100辞書・辞典一括検索

JLogos

74

北町②
【きたまち】


旧国名:伊勢

(近世~近代)江戸期~現在の町名。明治前期は四日市を冠称することもある。江戸期は四日市町の1町。四日市町の北西に位置し,南は南町と接する。東海道に沿う。古くは北市場と称し,また会下とも呼ばれ,近世に入って寛文3年から北町と称するようになった。北市場の名は,文明2年浜田氏が浜田城を築いた際に領国経済の発達を促すため東海道を城の東方に移し,四日市庭浦(州浜・四日市湊)に通じる東西方向の道路と交差させ,その四つ辻を中心に南市場・北市場・縦市場を開設したことによるという。当時,浜田忠秀(親綱か)はこの地にあった曹洞宗東溟山建福寺を保護し,浜田家(4代)の香華所としたため,当地の大半は寺領が占め,周囲8町・7,600坪余の寺領を持ったと伝えられる。建福寺は末寺24院を有して学寮を設け修行させたので当地を会下と称した。正式に北市場と呼ばれるのは,弘治・永禄年間のことという(昭和5年版四日市市史)。江戸期に入ると四日市町は東海道の宿場町として発展し,北町と称するようになった。なお,建福寺北側の地には10軒の家があったことから文化年間頃から十軒家町とか十建町と通称され,天保年間には十軒屋・伝馬町・建福寺町の3町に分けて呼ばれた(同前)。町の面積と伝馬については,寛永13年五町米盛によると4町9反余・伝馬数19匹,慶安2年五町米盛によると5町余・伝馬数32匹3分の1とあり,南町に次ぐ伝馬の数を示している。伝馬ははじめ人別に賦課されていたので町による負担の差が大きく,寛文10年から各戸の持高に賦課する高掛りに変更され,当町は35匹を47軒の伝馬役の家で勤めることになる。御用飛脚は北町の園田庄九郎家が代々勤めた。
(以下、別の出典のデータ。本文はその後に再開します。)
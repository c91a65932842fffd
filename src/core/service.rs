//! Persistence traits for invoices and subscriptions
//!
//! Implementations own the storage mechanism. Callers only see
//! [`StorageError`] and never learn which backend failed beyond its name.

use crate::core::error::StorageError;
use crate::core::invoice::InvoiceRecord;
use crate::core::plan::Plan;
use crate::core::subscription::Subscription;
use async_trait::async_trait;
use chrono::{DateTime, Utc};
use uuid::Uuid;

/// Invoice rows, always scoped to an owner
#[async_trait]
pub trait InvoiceStore: Send + Sync {
    /// Owner's invoices, newest `created_at` first
    async fn list_by_owner(&self, owner: &Uuid) -> Result<Vec<InvoiceRecord>, StorageError>;

    async fn count_by_owner(&self, owner: &Uuid) -> Result<i64, StorageError>;

    /// `None` if the row is missing or belongs to someone else
    async fn get(&self, owner: &Uuid, id: &Uuid) -> Result<Option<InvoiceRecord>, StorageError>;

    async fn insert(&self, record: InvoiceRecord) -> Result<InvoiceRecord, StorageError>;

    /// Replace a row in full; last write wins
    async fn update(&self, record: InvoiceRecord) -> Result<InvoiceRecord, StorageError>;

    /// Returns `false` if there was nothing to delete
    async fn delete(&self, owner: &Uuid, id: &Uuid) -> Result<bool, StorageError>;
}

/// Subscription rows, one per user
#[async_trait]
pub trait SubscriptionStore: Send + Sync {
    async fn find_by_owner(&self, owner: &Uuid) -> Result<Option<Subscription>, StorageError>;

    async fn insert(&self, subscription: Subscription) -> Result<Subscription, StorageError>;

    async fn update_plan(
        &self,
        owner: &Uuid,
        plan: Plan,
        updated_at: DateTime<Utc>,
    ) -> Result<Subscription, StorageError>;
}
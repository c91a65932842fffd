//! Domain types, business rules and the seams to external collaborators

pub mod auth;
pub mod error;
pub mod extractors;
pub mod invoice;
pub mod mapper;
pub mod money;
pub mod numbering;
pub mod plan;
pub mod query;
pub mod quota;
pub mod service;
pub mod subscription;

pub use auth::{AuthContext, AuthProvider, Session, SessionEvent, SessionHub};
pub use error::{BillingError, BillingResult};
pub use extractors::{CurrentUser, ValidJson};
pub use invoice::{InvoiceRecord, LineItem, Party};
pub use mapper::InvoiceDraft;
pub use money::InvoiceTotals;
pub use plan::{Capability, Plan, PlanRegistry, PlanTerms, plan_allows};
pub use quota::{QuotaNotice, QuotaSnapshot, QuotaStatus};
pub use service::{InvoiceStore, SubscriptionStore};
pub use subscription::Subscription;
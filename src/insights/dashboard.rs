//! Dashboard figures
//!
//! An invoice counts as paid once its due date has passed. Everything still
//! due today or later is outstanding.

use crate::core::invoice::InvoiceRecord;
use crate::core::plan::Plan;
use crate::core::quota::{QuotaSnapshot, QuotaStatus};
use chrono::NaiveDate;
use serde::Serialize;

#[derive(Debug, Clone, PartialEq, Serialize)]
pub struct DashboardStats {
    pub total_invoices: i64,
    pub paid_invoices: i64,
    pub outstanding_amount: f64,
    pub remaining_invoices: i64,
    pub current_plan: Plan,
    pub invoice_limit: i64,
    pub quota_status: QuotaStatus,
}

impl DashboardStats {
    pub fn compute(records: &[InvoiceRecord], snapshot: &QuotaSnapshot, today: NaiveDate) -> Self {
        let paid = records.iter().filter(|r| r.due_date < today).count() as i64;
        let outstanding = records
            .iter()
            .filter(|r| r.due_date >= today)
            .map(|r| r.total_amount)
            .sum();

        Self {
            total_invoices: records.len() as i64,
            paid_invoices: paid,
            outstanding_amount: outstanding,
            remaining_invoices: snapshot.remaining,
            current_plan: snapshot.plan,
            invoice_limit: snapshot.limit,
            quota_status: snapshot.status,
        }
    }
}

#[cfg(test)]
mod tests {
    use super::*;
    use crate::core::invoice::{LineItem, Party};
    use crate::core::mapper::InvoiceDraft;
    use crate::core::plan::PlanRegistry;
    use chrono::Utc;
    use uuid::Uuid;

    fn due(date: NaiveDate, amount: f64) -> InvoiceRecord {
        InvoiceDraft {
            invoice_number: "INV-0001".to_string(),
            invoice_date: NaiveDate::from_ymd_opt(2025, 1, 1).unwrap(),
            due_date: date,
            company: Party {
                name: "Acme".to_string(),
                ..Party::default()
            },
            client: Party {
                name: "Globex".to_string(),
                ..Party::default()
            },
            line_items: vec![LineItem::new("Work", 1.0, amount)],
            tax_rate: 0.0,
            discount_rate: None,
            notes: String::new(),
            terms: String::new(),
        }
        .into_record(Uuid::new_v4(), Uuid::new_v4(), Utc::now())
    }

    #[test]
    fn test_paid_and_outstanding_split_on_due_date() {
        let today = NaiveDate::from_ymd_opt(2025, 6, 15).unwrap();
        let records = vec![
            due(NaiveDate::from_ymd_opt(2025, 6, 1).unwrap(), 100.0),
            due(today, 250.0),
            due(NaiveDate::from_ymd_opt(2025, 7, 1).unwrap(), 50.0),
        ];
        let snapshot = QuotaSnapshot::new(Plan::Free, &PlanRegistry::default(), 3);

        let stats = DashboardStats::compute(&records, &snapshot, today);
        assert_eq!(stats.total_invoices, 3);
        assert_eq!(stats.paid_invoices, 1);
        assert_eq!(stats.outstanding_amount, 300.0);
        assert_eq!(stats.remaining_invoices, 2);
        assert_eq!(stats.quota_status, QuotaStatus::Warning);
    }

    #[test]
    fn test_new_user_sees_full_limit() {
        let snapshot = QuotaSnapshot::new(Plan::Pro, &PlanRegistry::default(), 0);
        let stats = DashboardStats::compute(&[], &snapshot, Utc::now().date_naive());
        assert_eq!(stats.total_invoices, 0);
        assert_eq!(stats.outstanding_amount, 0.0);
        assert_eq!(stats.remaining_invoices, 20);
        assert_eq!(stats.current_plan, Plan::Pro);
    }
}
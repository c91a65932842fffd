//! Plans, quotas and the user's subscription

pub mod accessor;
pub mod handlers;

pub use accessor::SubscriptionAccessor;
//! Route table

use axum::{
    Json, Router,
    routing::{get, put},
};
use serde_json::{Value, json};

use super::host::AppState;
use crate::export::handlers::export_invoices;
use crate::insights::handlers::{clients, dashboard};
use crate::invoices::handlers::{
    create_invoice, creation_check, delete_invoice, get_invoice, invoice_document, list_invoices,
    new_invoice_number, update_invoice,
};
use crate::subscriptions::handlers::{get_subscription, list_plans, update_subscription};

/// Routes that need a signed-in user
///
/// - GET /plans
/// - GET, POST /invoices
/// - GET /invoices/new-number
/// - GET /invoices/quota
/// - GET, PUT, DELETE /invoices/{id}
/// - GET /invoices/{id}/document
/// - GET /export
/// - GET, PUT /subscription
/// - GET /dashboard
/// - GET /clients
pub fn build_api_routes(state: AppState) -> Router {
    Router::new()
        .route("/plans", get(list_plans))
        .route("/invoices", get(list_invoices).post(create_invoice))
        .route("/invoices/new-number", get(new_invoice_number))
        .route("/invoices/quota", get(creation_check))
        .route(
            "/invoices/{id}",
            get(get_invoice).put(update_invoice).delete(delete_invoice),
        )
        .route("/invoices/{id}/document", get(invoice_document))
        .route("/export", get(export_invoices))
        .route("/subscription", put(update_subscription).get(get_subscription))
        .route("/dashboard", get(dashboard))
        .route("/clients", get(clients))
        .with_state(state)
}

pub fn health_routes() -> Router {
    Router::new()
        .route("/health", get(health_check))
        .route("/healthz", get(health_check))
}

async fn health_check() -> Json<Value> {
    Json(json!({
        "status": "ok",
        "service": "billflow"
    }))
}

#[cfg(test)]
mod tests {
    use super::*;
    use axum::body::{Body, to_bytes};
    use axum::http::{Request, StatusCode};
    use tower::ServiceExt;

    #[tokio::test]
    async fn test_health_check_body() {
        let response = health_routes()
            .oneshot(Request::get("/healthz").body(Body::empty()).unwrap())
            .await
            .unwrap();
        assert_eq!(response.status(), StatusCode::OK);

        let bytes = to_bytes(response.into_body(), usize::MAX).await.unwrap();
        let body: Value = serde_json::from_slice(&bytes).unwrap();
        assert_eq!(body["service"], "billflow");
    }

    #[tokio::test]
    async fn test_api_routes_require_a_session() {
        let state = crate::server::ServerBuilder::new().build_state();
        let response = tokio_test::assert_ok!(
            build_api_routes(state)
                .oneshot(Request::get("/dashboard").body(Body::empty()).unwrap())
                .await
        );
        assert_eq!(response.status(), StatusCode::UNAUTHORIZED);
    }
}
代々一番本陣を勤めた清水太兵衛家は南北両町の接する札の辻の西北角(北町の南端)にあり,明治10年まで本陣として栄えた。また清水家の西隣に問屋場が,辻の西南角に脇本陣の帯屋があった。御茶壺の宿泊の際には当町は案内近番を勤め,また毎年4月と8月の二条城や大坂城の大番衆交代の通行の際にも出迎え案内役を勤めた。旅籠は当町と南町に集中し,両町は旅籠屋町とも通称される。旅籠数は,天和3年には四日市町65軒のうち23軒,弘化3年に51軒。飯盛女もおり,弘化3年の四日市宿飯女抱旅籠軒数調べによると,当町の旅籠屋51軒のうち1人抱13軒・2人抱22軒・3人抱8軒・4人抱5軒と記され,明治5年の芸娼妓解放令では当町で161人を数えた。文化7年の四日市町の改革では,各町を7組に分けたが,当町は三滝川対岸の川原町と組んで北町組を組織し,町代役2名を出した。7月26・27日に行われる諏訪神社祭礼(四日市祭)には,七福神の大山を出し,花納式を行った。安政元年の大地震では当町の東海道沿いの家屋は将棋倒しになり,また大火災を起こして被害は甚大で,潰焼失58軒(ほかに土蔵10・物置56),焼死者68と記される。本陣清水太兵衛の日記には,北町新竹屋慶助料理場より出火,東海道西側田端屋より鶴屋まで104間半,東側種屋より長崎屋まで95間余の範囲が延焼したとある。明治9年の伊勢暴動では建築中の区裁判所が焼打ちにあった。その焼跡には監獄や四日市警察署が新築され,同15年から同18年にかけて四日市学校の校舎を新築した(中部小学校百年史)。同21年の戸数177・人口1,030(昭和5年版四日市市史)。同22年四日市町,同30年四日市市に所属。町制施行後の町会議員の選挙区として北町は共同会に属した。戸数・人口は明治43年117・1,160(人口は十建町を含む),大正7年113・729,昭和3年の世帯数110・人口652。大正11年町内に第二公設市場を建設し10店舗が入る。昭和14年には国道1号が拡幅された。同33年の卸売店数12・小売店数23。同38年まで土地公称四日市の一部で,公称町名であったが,同年住居表示を実施し,四日市(土地公称)の一部で,当町と久六町・竪町・十建町・八幡町の各一部にあたる地域をもって北町とした。世帯数・人口は,昭和34年89・438,同50年216・775。